GOAL OF THE EXERCISE
Repeat the material exactly, every line of it.

________________________________________

use serde::Serialize;

/// Marks available per subject unless a caller says otherwise.
pub const DEFAULT_MAX_PER_SUBJECT: i64 = 100;

/// Minimum percentage (and per-subject mark) that counts as a pass.
/// The lowest passing rung of [`GRADE_LADDER`] is pinned to this value.
pub const PASS_THRESHOLD: f64 = 40.0;

#[derive(Debug, Clone, Copy, PartialEq, Eq, PartialOrd, Ord, Hash, Serialize)]
pub enum Grade {
    #[serde(rename = "O")]
    Outstanding,
    #[serde(rename = "A+")]
    APlus,
    #[serde(rename = "A")]
    A,
    #[serde(rename = "B+")]
    BPlus,
    #[serde(rename = "B")]
    B,
    #[serde(rename = "C")]
    C,
    #[serde(rename = "P")]
    Pass,
    #[serde(rename = "F")]
    Fail,
}

/// Ordered top-down; the first rung whose floor is met wins.
pub const GRADE_LADDER: [(f64, Grade); 7] = [
    (90.0, Grade::Outstanding),
    (80.0, Grade::APlus),
    (70.0, Grade::A),
    (60.0, Grade::BPlus),
    (50.0, Grade::B),
    (45.0, Grade::C),
    (PASS_THRESHOLD, Grade::Pass),
];

impl Grade {
    /// Every band, best first.
    pub const ALL: [Grade; 8] = [
        Grade::Outstanding,
        Grade::APlus,
        Grade::A,
        Grade::BPlus,
        Grade::B,
        Grade::C,
        Grade::Pass,
        Grade::Fail,
    ];

    /// Label used on result cards, e.g. `A+ (Excellent)`.
    pub fn label(self) -> &'static str {
        match self {
            Grade::Outstanding => "O (Outstanding)",
            Grade::APlus => "A+ (Excellent)",
            Grade::A => "A (Very Good)",
            Grade::BPlus => "B+ (Good)",
            Grade::B => "B (Above Average)",
            Grade::C => "C (Average)",
            Grade::Pass => "P (Pass)",
            Grade::Fail => "F (Fail)",
        }
    }

    /// Label used for mark ranges in the grade distribution.
    pub fn band_label(self) -> &'static str {
        match self {
            Grade::Outstanding => "O (90-100)",
            Grade::APlus => "A+ (80-89)",
            Grade::A => "A (70-79)",
            Grade::BPlus => "B+ (60-69)",
            Grade::B => "B (50-59)",
            Grade::C => "C (45-49)",
            Grade::Pass => "P (40-44)",
            Grade::Fail => "F (Below 40)",
        }
    }
}

pub fn grade_for(percentage: f64) -> Grade {
    GRADE_LADDER
        .iter()
        .find(|(floor, _)| percentage >= *floor)
        .map(|(_, grade)| *grade)
        .unwrap_or(Grade::Fail)
}

#[derive(Debug, Clone, Copy, PartialEq, Eq, Serialize)]
#[serde(rename_all = "UPPERCASE")]
pub enum Status {
    Pass,
    Fail,
}

impl Status {
    pub fn from_percentage(percentage: f64) -> Self {
        if percentage >= PASS_THRESHOLD {
            Status::Pass
        } else {
            Status::Fail
        }
    }

    pub fn as_str(self) -> &'static str {
        match self {
            Status::Pass => "PASS",
            Status::Fail => "FAIL",
        }
    }
}

#[derive(Debug, Clone, PartialEq, Serialize)]
pub struct ResultSummary {
    pub subjects_counted: usize,
    pub total: i64,
    pub max_total: i64,
    pub percentage: f64,
    pub grade: Grade,
    pub status: Status,
}

/// Grades one student's marks.
///
/// The percentage is taken over the subjects that have entries, not over the
/// full subject list. Returns `None` when no marks have been entered, which
/// callers must treat as "no result yet" rather than a 0% result.
pub fn compute_result(scores: &[i64], max_per_subject: i64) -> Option<ResultSummary> {
    if scores.is_empty() {
        return None;
    }

    let total: i64 = scores.iter().sum();
    let max_total = scores.len() as i64 * max_per_subject;
    let percentage = if max_total > 0 {
        total as f64 / max_total as f64 * 100.0
    } else {
        0.0
    };

    Some(ResultSummary {
        subjects_counted: scores.len(),
        total,
        max_total,
        percentage,
        grade: grade_for(percentage),
        status: Status::from_percentage(percentage),
    })
}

________________________________________

FINISHED TASK
use serde::Serialize;

/// Marks available per subject unless a caller says otherwise.
pub const DEFAULT_MAX_PER_SUBJECT: i64 = 100;

/// Minimum percentage (and per-subject mark) that counts as a pass.
/// The lowest passing rung of [`GRADE_LADDER`] is pinned to this value.
pub const PASS_THRESHOLD: f64 = 40.0;

#[derive(Debug, Clone, Copy, PartialEq, Eq, PartialOrd, Ord, Hash, Serialize)]
pub enum Grade {
    #[serde(rename = "O")]
    Outstanding,
    #[serde(rename = "A+")]
    APlus,
    #[serde(rename = "A")]
    A,
    #[serde(rename = "B+")]
    BPlus,
    #[serde(rename = "B")]
    B,
    #[serde(rename = "C")]
    C,
    #[serde(rename = "P")]
    Pass,
    #[serde(rename = "F")]
    Fail,
}

/// Ordered top-down; the first rung whose floor is met wins.
pub const GRADE_LADDER: [(f64, Grade); 7] = [
    (90.0, Grade::Outstanding),
    (80.0, Grade::APlus),
    (70.0, Grade::A),
    (60.0, Grade::BPlus),
    (50.0, Grade::B),
    (45.0, Grade::C),
    (PASS_THRESHOLD, Grade::Pass),
];

impl Grade {
    /// Every band, best first.
    pub const ALL: [Grade; 8] = [
        Grade::Outstanding,
        Grade::APlus,
        Grade::A,
        Grade::BPlus,
        Grade::B,
        Grade::C,
        Grade::Pass,
        Grade::Fail,
    ];

    /// Label used on result cards, e.g. `A+ (Excellent)`.
    pub fn label(self) -> &'static str {
        match self {
            Grade::Outstanding => "O (Outstanding)",
            Grade::APlus => "A+ (Excellent)",
            Grade::A => "A (Very Good)",
            Grade::BPlus => "B+ (Good)",
            Grade::B => "B (Above Average)",
            Grade::C => "C (Average)",
            Grade::Pass => "P (Pass)",
            Grade::Fail => "F (Fail)",
        }
    }

    /// Label used for mark ranges in the grade distribution.
    pub fn band_label(self) -> &'static str {
        match self {
            Grade::Outstanding => "O (90-100)",
            Grade::APlus => "A+ (80-89)",
            Grade::A => "A (70-79)",
            Grade::BPlus => "B+ (60-69)",
            Grade::B => "B (50-59)",
            Grade::C => "C (45-49)",
            Grade::Pass => "P (40-44)",
            Grade::Fail => "F (Below 40)",
        }
    }
}

pub fn grade_for(percentage: f64) -> Grade {
    GRADE_LADDER
        .iter()
        .find(|(floor, _)| percentage >= *floor)
        .map(|(_, grade)| *grade)
        .unwrap_or(Grade::Fail)
}

#[derive(Debug, Clone, Copy, PartialEq, Eq, Serialize)]
#[serde(rename_all = "UPPERCASE")]
pub enum Status {
    Pass,
    Fail,
}

impl Status {
    pub fn from_percentage(percentage: f64) -> Self {
        if percentage >= PASS_THRESHOLD {
            Status::Pass
        } else {
            Status::Fail
        }
    }

    pub fn as_str(self) -> &'static str {
        match self {
            Status::Pass => "PASS",
            Status::Fail => "FAIL",
        }
    }
}

#[derive(Debug, Clone, PartialEq, Serialize)]
pub struct ResultSummary {
    pub subjects_counted: usize,
    pub total: i64,
    pub max_total: i64,
    pub percentage: f64,
    pub grade: Grade,
    pub status: Status,
}

/// Grades one student's marks.
///
/// The percentage is taken over the subjects that have entries, not over the
/// full subject list. Returns `None` when no marks have been entered, which
/// callers must treat as "no result yet" rather than a 0% result.
pub fn compute_result(scores: &[i64], max_per_subject: i64) -> Option<ResultSummary> {
    if scores.is_empty() {
        return None;
    }

    let total: i64 = scores.iter().sum();
    let max_total = scores.len() as i64 * max_per_subject;
    let percentage = if max_total > 0 {
        total as f64 / max_total as f64 * 100.0
    } else {
        0.0
    };

    Some(ResultSummary {
        subjects_counted: scores.len(),
        total,
        max_total,
        percentage,
        grade: grade_for(percentage),
        status: Status::from_percentage(percentage),
    })
}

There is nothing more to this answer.